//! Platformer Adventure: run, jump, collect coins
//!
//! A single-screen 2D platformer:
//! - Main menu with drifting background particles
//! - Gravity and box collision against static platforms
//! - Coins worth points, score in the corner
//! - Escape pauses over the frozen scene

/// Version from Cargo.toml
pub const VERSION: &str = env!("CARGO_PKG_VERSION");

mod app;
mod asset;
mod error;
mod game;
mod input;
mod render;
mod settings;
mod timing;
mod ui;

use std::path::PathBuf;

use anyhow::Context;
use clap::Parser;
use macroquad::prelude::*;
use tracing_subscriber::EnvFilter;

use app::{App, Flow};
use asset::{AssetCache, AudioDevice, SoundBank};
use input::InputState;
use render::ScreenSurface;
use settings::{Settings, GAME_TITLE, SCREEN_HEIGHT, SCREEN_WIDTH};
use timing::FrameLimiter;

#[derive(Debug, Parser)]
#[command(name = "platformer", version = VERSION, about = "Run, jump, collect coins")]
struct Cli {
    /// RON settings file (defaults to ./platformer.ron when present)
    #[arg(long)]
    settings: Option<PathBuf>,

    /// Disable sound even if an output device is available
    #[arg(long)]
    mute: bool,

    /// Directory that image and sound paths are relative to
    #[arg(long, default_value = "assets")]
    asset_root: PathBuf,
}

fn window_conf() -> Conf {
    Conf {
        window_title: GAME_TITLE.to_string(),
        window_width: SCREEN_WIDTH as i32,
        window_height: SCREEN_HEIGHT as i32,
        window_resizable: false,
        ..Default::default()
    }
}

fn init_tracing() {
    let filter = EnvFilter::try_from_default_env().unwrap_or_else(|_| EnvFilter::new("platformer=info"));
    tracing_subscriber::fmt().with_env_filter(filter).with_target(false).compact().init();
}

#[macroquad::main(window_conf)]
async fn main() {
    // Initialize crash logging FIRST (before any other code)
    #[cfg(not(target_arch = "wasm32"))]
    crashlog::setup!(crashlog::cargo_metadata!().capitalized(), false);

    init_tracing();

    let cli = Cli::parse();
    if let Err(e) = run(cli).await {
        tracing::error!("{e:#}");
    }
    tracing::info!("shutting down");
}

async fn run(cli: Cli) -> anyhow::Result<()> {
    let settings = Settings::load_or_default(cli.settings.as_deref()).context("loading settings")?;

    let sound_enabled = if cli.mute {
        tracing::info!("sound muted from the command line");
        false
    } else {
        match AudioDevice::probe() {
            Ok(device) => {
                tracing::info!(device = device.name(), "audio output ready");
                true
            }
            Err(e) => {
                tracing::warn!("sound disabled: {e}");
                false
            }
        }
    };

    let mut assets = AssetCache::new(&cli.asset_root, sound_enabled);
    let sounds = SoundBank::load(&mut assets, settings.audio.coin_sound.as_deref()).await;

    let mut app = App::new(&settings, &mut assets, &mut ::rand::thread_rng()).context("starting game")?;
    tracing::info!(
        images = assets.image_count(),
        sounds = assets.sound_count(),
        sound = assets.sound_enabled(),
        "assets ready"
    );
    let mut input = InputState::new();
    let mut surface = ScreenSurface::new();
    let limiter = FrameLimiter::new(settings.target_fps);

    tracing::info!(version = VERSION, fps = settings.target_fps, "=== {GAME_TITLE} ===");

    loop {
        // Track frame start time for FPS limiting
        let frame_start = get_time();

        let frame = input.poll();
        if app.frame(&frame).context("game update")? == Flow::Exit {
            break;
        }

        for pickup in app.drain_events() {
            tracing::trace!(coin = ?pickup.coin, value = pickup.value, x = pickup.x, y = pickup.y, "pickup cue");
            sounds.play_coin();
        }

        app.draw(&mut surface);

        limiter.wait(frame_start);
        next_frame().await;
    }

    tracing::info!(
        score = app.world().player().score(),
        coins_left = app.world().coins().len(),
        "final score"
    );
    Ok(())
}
---
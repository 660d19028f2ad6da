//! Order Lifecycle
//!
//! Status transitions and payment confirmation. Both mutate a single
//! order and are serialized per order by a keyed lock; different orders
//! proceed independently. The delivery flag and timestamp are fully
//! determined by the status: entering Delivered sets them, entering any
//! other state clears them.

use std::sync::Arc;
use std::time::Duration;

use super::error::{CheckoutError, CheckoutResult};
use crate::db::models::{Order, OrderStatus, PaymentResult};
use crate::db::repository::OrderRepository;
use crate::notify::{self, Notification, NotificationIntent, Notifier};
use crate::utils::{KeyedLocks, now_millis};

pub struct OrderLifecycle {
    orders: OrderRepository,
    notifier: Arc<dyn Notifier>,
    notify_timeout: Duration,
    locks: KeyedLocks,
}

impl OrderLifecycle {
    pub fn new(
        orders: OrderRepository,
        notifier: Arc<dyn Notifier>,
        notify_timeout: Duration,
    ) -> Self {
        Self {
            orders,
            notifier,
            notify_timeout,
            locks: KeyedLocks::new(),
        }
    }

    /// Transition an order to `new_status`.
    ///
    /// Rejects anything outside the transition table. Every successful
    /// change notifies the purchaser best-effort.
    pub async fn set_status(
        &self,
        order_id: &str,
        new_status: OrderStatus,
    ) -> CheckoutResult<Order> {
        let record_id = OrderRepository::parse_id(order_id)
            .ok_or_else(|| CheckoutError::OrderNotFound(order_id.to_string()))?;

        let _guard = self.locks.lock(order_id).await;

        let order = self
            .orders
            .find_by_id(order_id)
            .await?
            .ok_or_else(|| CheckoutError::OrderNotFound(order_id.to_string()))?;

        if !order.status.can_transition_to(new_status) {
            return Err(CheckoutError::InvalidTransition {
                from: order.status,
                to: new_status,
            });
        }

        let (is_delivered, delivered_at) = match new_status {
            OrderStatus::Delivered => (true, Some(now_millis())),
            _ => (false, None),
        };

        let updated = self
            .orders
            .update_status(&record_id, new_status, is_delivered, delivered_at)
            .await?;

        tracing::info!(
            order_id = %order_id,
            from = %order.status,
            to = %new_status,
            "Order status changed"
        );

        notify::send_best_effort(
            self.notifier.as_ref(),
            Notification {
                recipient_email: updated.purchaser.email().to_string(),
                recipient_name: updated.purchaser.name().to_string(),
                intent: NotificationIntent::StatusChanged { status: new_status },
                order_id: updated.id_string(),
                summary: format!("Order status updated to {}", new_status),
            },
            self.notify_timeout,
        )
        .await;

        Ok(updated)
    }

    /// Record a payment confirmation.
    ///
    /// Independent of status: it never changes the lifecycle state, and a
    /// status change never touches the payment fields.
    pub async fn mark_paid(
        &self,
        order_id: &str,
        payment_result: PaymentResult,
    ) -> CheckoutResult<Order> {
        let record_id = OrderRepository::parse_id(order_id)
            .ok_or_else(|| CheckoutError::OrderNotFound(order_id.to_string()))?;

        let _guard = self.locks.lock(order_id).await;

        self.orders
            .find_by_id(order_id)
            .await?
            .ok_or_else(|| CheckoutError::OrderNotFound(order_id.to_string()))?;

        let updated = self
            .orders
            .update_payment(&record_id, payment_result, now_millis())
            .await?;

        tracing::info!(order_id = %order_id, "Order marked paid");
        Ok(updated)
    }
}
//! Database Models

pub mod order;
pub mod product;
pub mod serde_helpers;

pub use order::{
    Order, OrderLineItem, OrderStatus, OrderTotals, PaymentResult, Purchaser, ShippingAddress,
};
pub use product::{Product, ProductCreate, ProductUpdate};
---
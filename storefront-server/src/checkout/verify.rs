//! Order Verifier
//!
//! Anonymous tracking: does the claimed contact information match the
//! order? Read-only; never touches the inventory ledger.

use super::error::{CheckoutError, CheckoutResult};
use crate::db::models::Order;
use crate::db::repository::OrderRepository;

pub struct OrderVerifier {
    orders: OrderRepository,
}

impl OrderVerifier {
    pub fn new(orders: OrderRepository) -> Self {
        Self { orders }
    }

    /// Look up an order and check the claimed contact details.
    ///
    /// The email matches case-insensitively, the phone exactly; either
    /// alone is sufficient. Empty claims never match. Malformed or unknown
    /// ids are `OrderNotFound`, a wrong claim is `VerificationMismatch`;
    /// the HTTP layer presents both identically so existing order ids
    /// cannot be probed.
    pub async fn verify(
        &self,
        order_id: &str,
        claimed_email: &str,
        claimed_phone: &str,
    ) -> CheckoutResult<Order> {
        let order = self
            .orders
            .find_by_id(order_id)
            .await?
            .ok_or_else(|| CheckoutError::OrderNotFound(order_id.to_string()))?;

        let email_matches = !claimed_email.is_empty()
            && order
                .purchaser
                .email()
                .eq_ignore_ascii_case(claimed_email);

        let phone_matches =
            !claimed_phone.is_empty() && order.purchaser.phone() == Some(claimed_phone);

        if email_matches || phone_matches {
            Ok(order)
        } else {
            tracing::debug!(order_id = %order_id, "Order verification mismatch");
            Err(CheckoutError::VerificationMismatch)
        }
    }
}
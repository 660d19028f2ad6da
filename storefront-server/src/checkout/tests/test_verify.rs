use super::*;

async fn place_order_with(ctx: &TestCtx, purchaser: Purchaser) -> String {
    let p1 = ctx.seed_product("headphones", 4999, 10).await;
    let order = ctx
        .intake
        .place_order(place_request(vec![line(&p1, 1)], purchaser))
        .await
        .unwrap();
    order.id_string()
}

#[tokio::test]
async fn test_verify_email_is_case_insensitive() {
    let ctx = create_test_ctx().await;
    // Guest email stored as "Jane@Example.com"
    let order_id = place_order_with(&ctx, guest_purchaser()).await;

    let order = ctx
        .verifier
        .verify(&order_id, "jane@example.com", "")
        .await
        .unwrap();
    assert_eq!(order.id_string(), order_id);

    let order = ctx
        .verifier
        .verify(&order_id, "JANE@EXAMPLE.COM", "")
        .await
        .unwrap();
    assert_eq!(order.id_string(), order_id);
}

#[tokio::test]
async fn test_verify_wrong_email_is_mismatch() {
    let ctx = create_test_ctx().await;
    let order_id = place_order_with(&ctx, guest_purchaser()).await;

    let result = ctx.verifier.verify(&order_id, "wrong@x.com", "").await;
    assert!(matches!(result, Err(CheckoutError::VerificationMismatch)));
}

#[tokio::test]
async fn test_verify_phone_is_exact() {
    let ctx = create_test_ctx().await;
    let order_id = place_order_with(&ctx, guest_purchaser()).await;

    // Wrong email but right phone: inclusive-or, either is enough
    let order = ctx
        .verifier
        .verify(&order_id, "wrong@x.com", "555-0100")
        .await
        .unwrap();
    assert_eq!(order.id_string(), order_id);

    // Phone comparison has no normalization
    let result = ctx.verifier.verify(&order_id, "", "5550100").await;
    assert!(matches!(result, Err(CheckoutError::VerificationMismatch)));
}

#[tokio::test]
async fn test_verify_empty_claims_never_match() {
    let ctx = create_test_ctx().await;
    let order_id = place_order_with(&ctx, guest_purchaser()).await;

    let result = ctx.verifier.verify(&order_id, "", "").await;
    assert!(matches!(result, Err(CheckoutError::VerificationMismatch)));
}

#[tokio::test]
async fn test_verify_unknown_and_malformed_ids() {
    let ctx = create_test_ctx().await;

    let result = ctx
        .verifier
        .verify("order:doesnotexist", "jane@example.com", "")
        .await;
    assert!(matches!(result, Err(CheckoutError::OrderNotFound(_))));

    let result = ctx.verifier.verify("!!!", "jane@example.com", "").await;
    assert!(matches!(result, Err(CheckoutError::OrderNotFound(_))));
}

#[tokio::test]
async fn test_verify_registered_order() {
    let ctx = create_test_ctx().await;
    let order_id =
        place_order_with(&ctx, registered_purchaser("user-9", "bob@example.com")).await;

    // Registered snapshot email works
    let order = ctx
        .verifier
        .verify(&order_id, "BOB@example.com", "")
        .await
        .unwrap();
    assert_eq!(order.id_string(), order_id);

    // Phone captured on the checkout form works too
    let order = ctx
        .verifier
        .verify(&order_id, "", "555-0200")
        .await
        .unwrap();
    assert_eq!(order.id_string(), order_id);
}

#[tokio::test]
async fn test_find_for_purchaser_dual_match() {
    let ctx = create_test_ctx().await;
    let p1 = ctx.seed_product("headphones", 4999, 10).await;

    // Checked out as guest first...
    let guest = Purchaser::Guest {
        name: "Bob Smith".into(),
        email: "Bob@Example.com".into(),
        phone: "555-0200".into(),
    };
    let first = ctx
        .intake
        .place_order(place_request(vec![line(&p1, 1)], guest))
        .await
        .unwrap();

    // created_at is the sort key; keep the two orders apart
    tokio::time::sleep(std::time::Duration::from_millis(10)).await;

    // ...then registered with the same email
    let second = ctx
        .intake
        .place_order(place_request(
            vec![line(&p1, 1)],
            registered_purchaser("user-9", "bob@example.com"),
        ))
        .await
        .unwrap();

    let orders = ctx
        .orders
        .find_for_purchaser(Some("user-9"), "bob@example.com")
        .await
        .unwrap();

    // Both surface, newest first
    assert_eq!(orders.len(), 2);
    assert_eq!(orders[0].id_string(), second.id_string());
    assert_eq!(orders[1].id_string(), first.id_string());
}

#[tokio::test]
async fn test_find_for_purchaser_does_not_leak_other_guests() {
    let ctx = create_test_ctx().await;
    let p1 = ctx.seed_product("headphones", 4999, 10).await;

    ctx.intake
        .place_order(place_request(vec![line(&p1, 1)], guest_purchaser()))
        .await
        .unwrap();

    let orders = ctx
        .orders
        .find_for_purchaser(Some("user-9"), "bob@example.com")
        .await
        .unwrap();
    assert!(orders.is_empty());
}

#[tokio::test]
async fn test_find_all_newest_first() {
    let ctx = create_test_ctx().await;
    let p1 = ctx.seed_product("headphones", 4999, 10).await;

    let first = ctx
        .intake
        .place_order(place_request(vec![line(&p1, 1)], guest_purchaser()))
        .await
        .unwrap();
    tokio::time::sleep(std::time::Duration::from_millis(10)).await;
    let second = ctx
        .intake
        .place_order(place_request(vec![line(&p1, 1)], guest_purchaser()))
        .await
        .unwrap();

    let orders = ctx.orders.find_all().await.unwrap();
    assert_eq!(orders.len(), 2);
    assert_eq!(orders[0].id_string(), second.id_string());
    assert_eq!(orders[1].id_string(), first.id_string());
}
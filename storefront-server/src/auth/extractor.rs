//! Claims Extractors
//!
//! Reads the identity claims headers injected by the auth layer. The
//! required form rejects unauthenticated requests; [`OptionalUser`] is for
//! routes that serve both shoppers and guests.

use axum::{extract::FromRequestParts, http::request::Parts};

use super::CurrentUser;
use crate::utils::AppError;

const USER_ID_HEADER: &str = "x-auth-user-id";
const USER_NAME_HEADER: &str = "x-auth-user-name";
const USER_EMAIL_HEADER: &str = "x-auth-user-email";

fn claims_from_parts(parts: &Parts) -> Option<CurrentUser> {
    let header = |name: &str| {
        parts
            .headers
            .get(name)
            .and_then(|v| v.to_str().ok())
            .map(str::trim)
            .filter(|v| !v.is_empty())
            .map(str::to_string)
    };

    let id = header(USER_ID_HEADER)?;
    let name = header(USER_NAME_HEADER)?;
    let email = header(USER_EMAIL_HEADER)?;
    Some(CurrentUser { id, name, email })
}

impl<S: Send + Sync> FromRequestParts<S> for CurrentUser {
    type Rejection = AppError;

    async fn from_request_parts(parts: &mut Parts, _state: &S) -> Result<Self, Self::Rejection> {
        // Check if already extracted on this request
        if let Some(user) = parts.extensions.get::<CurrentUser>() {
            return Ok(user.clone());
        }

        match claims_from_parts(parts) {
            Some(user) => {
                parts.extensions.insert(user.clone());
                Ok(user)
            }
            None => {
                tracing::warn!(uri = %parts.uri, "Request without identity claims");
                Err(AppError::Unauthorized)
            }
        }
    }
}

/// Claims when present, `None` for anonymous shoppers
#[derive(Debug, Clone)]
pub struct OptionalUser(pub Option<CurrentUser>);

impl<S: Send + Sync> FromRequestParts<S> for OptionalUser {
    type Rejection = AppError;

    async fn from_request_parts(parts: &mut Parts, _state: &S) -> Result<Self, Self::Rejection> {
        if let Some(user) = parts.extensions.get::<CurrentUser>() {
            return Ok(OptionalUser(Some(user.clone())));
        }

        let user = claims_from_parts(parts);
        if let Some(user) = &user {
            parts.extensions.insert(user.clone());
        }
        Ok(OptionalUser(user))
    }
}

Problem statement:
Looking at the records above, return exactly the lines from the line with "Adventure: run, jump, collect coins" to the line with "use anyhow::Context;", both ends included.

Reply to the exercise:
//! Platformer Adventure: run, jump, collect coins
//!
//! A single-screen 2D platformer:
//! - Main menu with drifting background particles
//! - Gravity and box collision against static platforms
//! - Coins worth points, score in the corner
//! - Escape pauses over the frozen scene

/// Version from Cargo.toml
pub const VERSION: &str = env!("CARGO_PKG_VERSION");

mod app;
mod asset;
mod error;
mod game;
mod input;
mod render;
mod settings;
mod timing;
mod ui;

use std::path::PathBuf;

use anyhow::Context;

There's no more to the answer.